Deux soleils pour une lune

 

C’était à peu près à l’heure où l’Honorable Brian de Lancester, de retour devant le n° 9 de Wimpole-Street avec une petite troupe d’hommes de police, reconnaissait que sa courte absence avait suffi pour faire évacuer la maison.

La nuit était magnifique. L’humidité de la journée, frappée sur les pavés par un glacial vent du Nord, faisait de chaque rue un étincelant miroir, sur lequel les passants glissaient, trébuchaient et tombaient, à l’ineffable contentement de tous les Snail de la capitale de l’empire britannique.

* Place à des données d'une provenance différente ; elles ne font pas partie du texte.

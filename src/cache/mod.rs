//! Process-wide cache and lock service
//!
//! Serverless launches and declaration lookups go through a shared cache
//! service that also provides named locks with a TTL. The trait keeps the
//! backing store injectable; the in-memory implementation backs tests and
//! single-node deployments.

use crate::core::error::{HarborError, Result};
use async_trait::async_trait;
use std::collections::HashMap;
use std::time::{Duration, Instant};
use tokio::sync::Mutex;
use tracing::debug;

/// Key/value cache with named TTL locks
#[async_trait]
pub trait CacheService: Send + Sync {
    async fn get(&self, key: &str) -> Result<Option<String>>;

    async fn set(&self, key: &str, value: String, ttl: Option<Duration>) -> Result<()>;

    async fn delete(&self, key: &str) -> Result<()>;

    /// Acquire a named lock.
    ///
    /// The lock auto-expires after `ttl`. Acquisition waits up to `wait`
    /// before failing with a timeout error.
    async fn lock(&self, key: &str, ttl: Duration, wait: Duration) -> Result<()>;

    async fn unlock(&self, key: &str) -> Result<()>;
}

struct CacheEntry {
    value: String,
    expires_at: Option<Instant>,
}

/// In-memory cache backend
pub struct InMemoryCache {
    entries: Mutex<HashMap<String, CacheEntry>>,
    locks: Mutex<HashMap<String, Instant>>,
}

impl InMemoryCache {
    pub fn new() -> Self {
        Self {
            entries: Mutex::new(HashMap::new()),
            locks: Mutex::new(HashMap::new()),
        }
    }
}

impl Default for InMemoryCache {
    fn default() -> Self {
        Self::new()
    }
}

#[async_trait]
impl CacheService for InMemoryCache {
    async fn get(&self, key: &str) -> Result<Option<String>> {
        let mut entries = self.entries.lock().await;
        match entries.get(key) {
            Some(entry) => {
                if let Some(expires_at) = entry.expires_at {
                    if Instant::now() >= expires_at {
                        entries.remove(key);
                        return Ok(None);
                    }
                }
                Ok(Some(entry.value.clone()))
            }
            None => Ok(None),
        }
    }

    async fn set(&self, key: &str, value: String, ttl: Option<Duration>) -> Result<()> {
        let mut entries = self.entries.lock().await;
        entries.insert(
            key.to_string(),
            CacheEntry {
                value,
                expires_at: ttl.map(|t| Instant::now() + t),
            },
        );
        Ok(())
    }

    async fn delete(&self, key: &str) -> Result<()> {
        self.entries.lock().await.remove(key);
        Ok(())
    }

    async fn lock(&self, key: &str, ttl: Duration, wait: Duration) -> Result<()> {
        let deadline = Instant::now() + wait;
        loop {
            {
                let mut locks = self.locks.lock().await;
                let now = Instant::now();
                let held = locks.get(key).map(|expiry| *expiry > now).unwrap_or(false);
                if !held {
                    locks.insert(key.to_string(), now + ttl);
                    debug!(key, "lock acquired");
                    return Ok(());
                }
            }

            if Instant::now() >= deadline {
                return Err(HarborError::Timeout(format!(
                    "failed to acquire lock {} within {:?}",
                    key, wait
                )));
            }

            tokio::time::sleep(Duration::from_millis(50)).await;
        }
    }

    async fn unlock(&self, key: &str) -> Result<()> {
        self.locks.lock().await.remove(key);
        debug!(key, "lock released");
        Ok(())
    }
}

/// Guard that releases a cache lock when dropped from an async scope
pub struct CacheLockGuard<'a> {
    cache: &'a dyn CacheService,
    key: String,
}

impl<'a> CacheLockGuard<'a> {
    /// Acquire `key` and return a guard; call [`release`](Self::release) on all exit paths
    pub async fn acquire(
        cache: &'a dyn CacheService,
        key: impl Into<String>,
        ttl: Duration,
        wait: Duration,
    ) -> Result<CacheLockGuard<'a>> {
        let key = key.into();
        cache.lock(&key, ttl, wait).await?;
        Ok(Self { cache, key })
    }

    pub async fn release(self) -> Result<()> {
        self.cache.unlock(&self.key).await
    }
}
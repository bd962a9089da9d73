//! Serverless install adaptors
//!
//! Consume a launch event stream and translate it into the daemon's
//! `{event, data}` install stream, creating or updating the serverless
//! runtime row when the launch completes.

use crate::core::error::Result;
use crate::decoder::PluginDecoder;
use crate::decoder::ZipPluginDecoder;
use crate::plugin::manager::PluginManager;
use crate::plugin::serverless::{launch_plugin, LaunchFunctionEvent, LaunchFunctionResponse};
use crate::plugin::types::{PluginInstallResponse, PluginUniqueIdentifier};
use std::sync::Arc;
use std::time::Duration;
use tokio::sync::mpsc;
use tracing::error;

enum ServerlessBinding {
    /// First install: create the runtime row unless one already exists
    Install { checksum: String },
    /// Reinstall: update the existing row and drop its cache entry
    Reinstall { runtime_id: String },
}

impl PluginManager {
    /// Install a package onto the serverless platform.
    ///
    /// Launch idempotency applies: an already-launched checksum resolves
    /// without another upload.
    pub async fn install_to_serverless(
        self: &Arc<Self>,
        package: Vec<u8>,
        decoder: Arc<ZipPluginDecoder>,
        _source: String,
        _meta: serde_json::Value,
    ) -> Result<mpsc::Receiver<PluginInstallResponse>> {
        let checksum = decoder.checksum()?;
        decoder.manifest()?;
        let identifier = decoder.unique_identifier()?;

        let launch_rx = launch_plugin(
            self.connector.as_ref(),
            &self.cache,
            package,
            decoder.as_ref(),
            Duration::from_secs(self.config.serverless.launch_timeout),
            false,
        )
        .await?;

        Ok(self.adapt_launch_stream(
            launch_rx,
            identifier,
            ServerlessBinding::Install { checksum },
        ))
    }

    /// Relaunch an already-installed package, updating its function binding
    pub async fn reinstall_to_serverless(
        self: &Arc<Self>,
        package: Vec<u8>,
        decoder: Arc<ZipPluginDecoder>,
    ) -> Result<mpsc::Receiver<PluginInstallResponse>> {
        decoder.checksum()?;
        decoder.manifest()?;
        let identifier = decoder.unique_identifier()?;

        let runtime = self
            .serverless_runtimes
            .find_by_identifier(identifier.as_str())
            .await?
            .ok_or_else(|| {
                crate::core::error::HarborError::NotFound(format!(
                    "serverless runtime not found for {}",
                    identifier
                ))
            })?;

        let launch_rx = launch_plugin(
            self.connector.as_ref(),
            &self.cache,
            package,
            decoder.as_ref(),
            Duration::from_secs(self.config.serverless.launch_timeout),
            true, // always relaunch
        )
        .await?;

        Ok(self.adapt_launch_stream(
            launch_rx,
            identifier,
            ServerlessBinding::Reinstall {
                runtime_id: runtime.id,
            },
        ))
    }

    fn adapt_launch_stream(
        self: &Arc<Self>,
        mut launch_rx: mpsc::Receiver<LaunchFunctionResponse>,
        identifier: PluginUniqueIdentifier,
        binding: ServerlessBinding,
    ) -> mpsc::Receiver<PluginInstallResponse> {
        let (tx, rx) = mpsc::channel(128);
        let manager = self.clone();

        tokio::spawn(async move {
            let mut function_url = String::new();
            let mut function_name = String::new();

            while let Some(event) = launch_rx.recv().await {
                match event.event {
                    LaunchFunctionEvent::Info => {
                        let _ = tx.send(PluginInstallResponse::info("Installing...")).await;
                    }
                    LaunchFunctionEvent::FunctionUrl => {
                        function_url = event.message;
                    }
                    LaunchFunctionEvent::Function => {
                        function_name = event.message;
                    }
                    LaunchFunctionEvent::Done => {
                        // defensive against out-of-order connector events:
                        // a completion without both bindings is a failure
                        if function_url.is_empty() || function_name.is_empty() {
                            let _ = tx
                                .send(PluginInstallResponse::error(
                                    "Internal server error, failed to get function url or name",
                                ))
                                .await;
                            return;
                        }

                        if let Err(e) = manager
                            .bind_serverless_runtime(&identifier, &binding, &function_url, &function_name)
                            .await
                        {
                            error!(identifier = %identifier, "failed to bind serverless runtime: {}", e);
                            let _ = tx.send(PluginInstallResponse::error(e.to_string())).await;
                            return;
                        }

                        let _ = tx.send(PluginInstallResponse::done("Installed")).await;
                    }
                    LaunchFunctionEvent::Error => {
                        let _ = tx
                            .send(PluginInstallResponse::error("Internal server error"))
                            .await;
                        return;
                    }
                    LaunchFunctionEvent::Unknown => {
                        let _ = tx
                            .send(PluginInstallResponse::error(format!(
                                "unknown launch event with message: {}",
                                event.message
                            )))
                            .await;
                        return;
                    }
                }
            }
        });

        rx
    }

    async fn bind_serverless_runtime(
        &self,
        identifier: &PluginUniqueIdentifier,
        binding: &ServerlessBinding,
        function_url: &str,
        function_name: &str,
    ) -> Result<()> {
        match binding {
            ServerlessBinding::Install { checksum } => {
                // another worker may have created the row between launch and now
                if self
                    .serverless_runtimes
                    .find_by_checksum(checksum)
                    .await?
                    .is_none()
                {
                    self.serverless_runtimes
                        .create(checksum, function_url, function_name, identifier.as_str())
                        .await?;
                }
                Ok(())
            }
            ServerlessBinding::Reinstall { runtime_id } => {
                self.serverless_runtimes
                    .update_function(runtime_id, function_url, function_name)
                    .await?;
                self.clear_serverless_runtime_cache(identifier).await
            }
        }
    }
}

#[cfg(test)]
mod tests {
    use super::*;
    use crate::core::config::Platform;
    use crate::plugin::manager::test_support::{test_config, test_manager_with};
    use crate::plugin::serverless::test_support::MockConnector;
    use crate::plugin::serverless::FunctionEntry;
    use crate::plugin::types::PluginInstallEvent;
    use std::io::Write;
    use tempfile::TempDir;
    use zip::write::FileOptions;
    use zip::ZipWriter;

    fn test_package() -> Vec<u8> {
        let mut writer = ZipWriter::new(std::io::Cursor::new(Vec::new()));
        for (name, content) in [
            ("manifest.yaml", "author: alice\nname: calc\nversion: 1.0.0\n"),
            ("README.md", "# calc"),
        ] {
            writer.start_file(name, FileOptions::default()).unwrap();
            writer.write_all(content.as_bytes()).unwrap();
        }
        writer.finish().unwrap().into_inner()
    }

    async fn drain(mut rx: mpsc::Receiver<PluginInstallResponse>) -> Vec<PluginInstallResponse> {
        let mut events = Vec::new();
        while let Some(event) = rx.recv().await {
            events.push(event);
        }
        events
    }

    #[tokio::test]
    async fn test_install_creates_runtime_row() {
        let root = TempDir::new().unwrap();
        let connector = Arc::new(MockConnector::new(
            None,
            vec![
                LaunchFunctionResponse::new(LaunchFunctionEvent::Info, "building"),
                LaunchFunctionResponse::new(LaunchFunctionEvent::FunctionUrl, "https://fn.example/x"),
                LaunchFunctionResponse::new(LaunchFunctionEvent::Function, "fn-x"),
                LaunchFunctionResponse::new(LaunchFunctionEvent::Done, ""),
            ],
        ));
        let config = test_config(&root, Platform::Serverless);
        let (manager, _db) = test_manager_with(&root, config, connector);

        let package = test_package();
        let decoder = Arc::new(ZipPluginDecoder::new(package.clone()).unwrap());
        let checksum = decoder.checksum().unwrap();

        let rx = manager
            .install_to_serverless(package, decoder, "marketplace".into(), serde_json::json!({}))
            .await
            .unwrap();
        let events = drain(rx).await;

        assert_eq!(events.first().unwrap().event, PluginInstallEvent::Info);
        assert_eq!(events.last().unwrap().event, PluginInstallEvent::Done);
        assert_eq!(events.last().unwrap().data, "Installed");

        let runtime = manager
            .serverless_runtimes
            .find_by_checksum(&checksum)
            .await
            .unwrap()
            .unwrap();
        assert_eq!(runtime.function_name, "fn-x");
    }

    #[tokio::test]
    async fn test_existing_function_short_circuits() {
        let root = TempDir::new().unwrap();
        let connector = Arc::new(MockConnector::new(
            Some(FunctionEntry {
                function_name: "fn-abc".into(),
                function_url: "https://fn.example/abc".into(),
            }),
            vec![],
        ));
        let config = test_config(&root, Platform::Serverless);
        let (manager, _db) = test_manager_with(&root, config, connector.clone());

        let package = test_package();
        let decoder = Arc::new(ZipPluginDecoder::new(package.clone()).unwrap());

        let rx = manager
            .install_to_serverless(package, decoder, "marketplace".into(), serde_json::json!({}))
            .await
            .unwrap();
        let events = drain(rx).await;

        // FunctionUrl and Function are buffered; only Done surfaces
        assert_eq!(events.len(), 1);
        assert_eq!(events[0].event, PluginInstallEvent::Done);
        assert_eq!(connector.upload_count(), 0);
    }

    #[tokio::test]
    async fn test_done_without_function_binding_is_error() {
        let root = TempDir::new().unwrap();
        let connector = Arc::new(MockConnector::new(
            None,
            vec![
                LaunchFunctionResponse::new(LaunchFunctionEvent::Info, "building"),
                LaunchFunctionResponse::new(LaunchFunctionEvent::Done, ""),
            ],
        ));
        let config = test_config(&root, Platform::Serverless);
        let (manager, _db) = test_manager_with(&root, config, connector);

        let package = test_package();
        let decoder = Arc::new(ZipPluginDecoder::new(package.clone()).unwrap());

        let rx = manager
            .install_to_serverless(package, decoder, "marketplace".into(), serde_json::json!({}))
            .await
            .unwrap();
        let events = drain(rx).await;

        assert_eq!(events.last().unwrap().event, PluginInstallEvent::Error);
        assert!(events.last().unwrap().data.contains("function url or name"));
    }

    #[tokio::test]
    async fn test_connector_error_surfaces() {
        let root = TempDir::new().unwrap();
        let connector = Arc::new(MockConnector::new(
            None,
            vec![LaunchFunctionResponse::new(LaunchFunctionEvent::Error, "boom")],
        ));
        let config = test_config(&root, Platform::Serverless);
        let (manager, _db) = test_manager_with(&root, config, connector);

        let package = test_package();
        let decoder = Arc::new(ZipPluginDecoder::new(package.clone()).unwrap());

        let rx = manager
            .install_to_serverless(package, decoder, "marketplace".into(), serde_json::json!({}))
            .await
            .unwrap();
        let events = drain(rx).await;

        assert_eq!(events.last().unwrap().event, PluginInstallEvent::Error);
    }

    #[tokio::test]
    async fn test_reinstall_updates_runtime_row() {
        let root = TempDir::new().unwrap();
        let connector = Arc::new(MockConnector::new(
            None,
            vec![
                LaunchFunctionResponse::new(LaunchFunctionEvent::FunctionUrl, "https://fn.example/v2"),
                LaunchFunctionResponse::new(LaunchFunctionEvent::Function, "fn-v2"),
                LaunchFunctionResponse::new(LaunchFunctionEvent::Done, ""),
            ],
        ));
        let config = test_config(&root, Platform::Serverless);
        let (manager, _db) = test_manager_with(&root, config, connector);

        let package = test_package();
        let decoder = Arc::new(ZipPluginDecoder::new(package.clone()).unwrap());
        let identifier = decoder.unique_identifier().unwrap();
        let checksum = decoder.checksum().unwrap();

        manager
            .serverless_runtimes
            .create(&checksum, "https://fn.example/v1", "fn-v1", identifier.as_str())
            .await
            .unwrap();

        let rx = manager
            .reinstall_to_serverless(package, decoder)
            .await
            .unwrap();
        let events = drain(rx).await;
        assert_eq!(events.last().unwrap().event, PluginInstallEvent::Done);

        let runtime = manager
            .serverless_runtimes
            .find_by_checksum(&checksum)
            .await
            .unwrap()
            .unwrap();
        assert_eq!(runtime.function_name, "fn-v2");
    }

    #[tokio::test]
    async fn test_reinstall_without_runtime_row_fails() {
        let root = TempDir::new().unwrap();
        let config = test_config(&root, Platform::Serverless);
        let (manager, _db) =
            test_manager_with(&root, config, Arc::new(MockConnector::new(None, vec![])));

        let package = test_package();
        let decoder = Arc::new(ZipPluginDecoder::new(package.clone()).unwrap());

        let err = manager
            .reinstall_to_serverless(package, decoder)
            .await
            .unwrap_err();
        assert!(matches!(err, crate::core::error::HarborError::NotFound(_)));
    }
}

Aux abords de Portland-Place, vers le milieu de la rue de Devonshire, il y avait, malgré le froid intense, une foule assez considérable, assemblée devant une porte ouverte. Cette foule était uniquement composée d’hommes qui avaient entre eux une sorte de ressemblance, bien que quelques uns portassent la livrée de la misère, tandis que d’autres étaient revêtus de fort décents costumes. C’étaient évidemment des confrères, car ils se pressaient, se foulaient, se poussaient de la meilleure amitié du monde, et sans acception de costume.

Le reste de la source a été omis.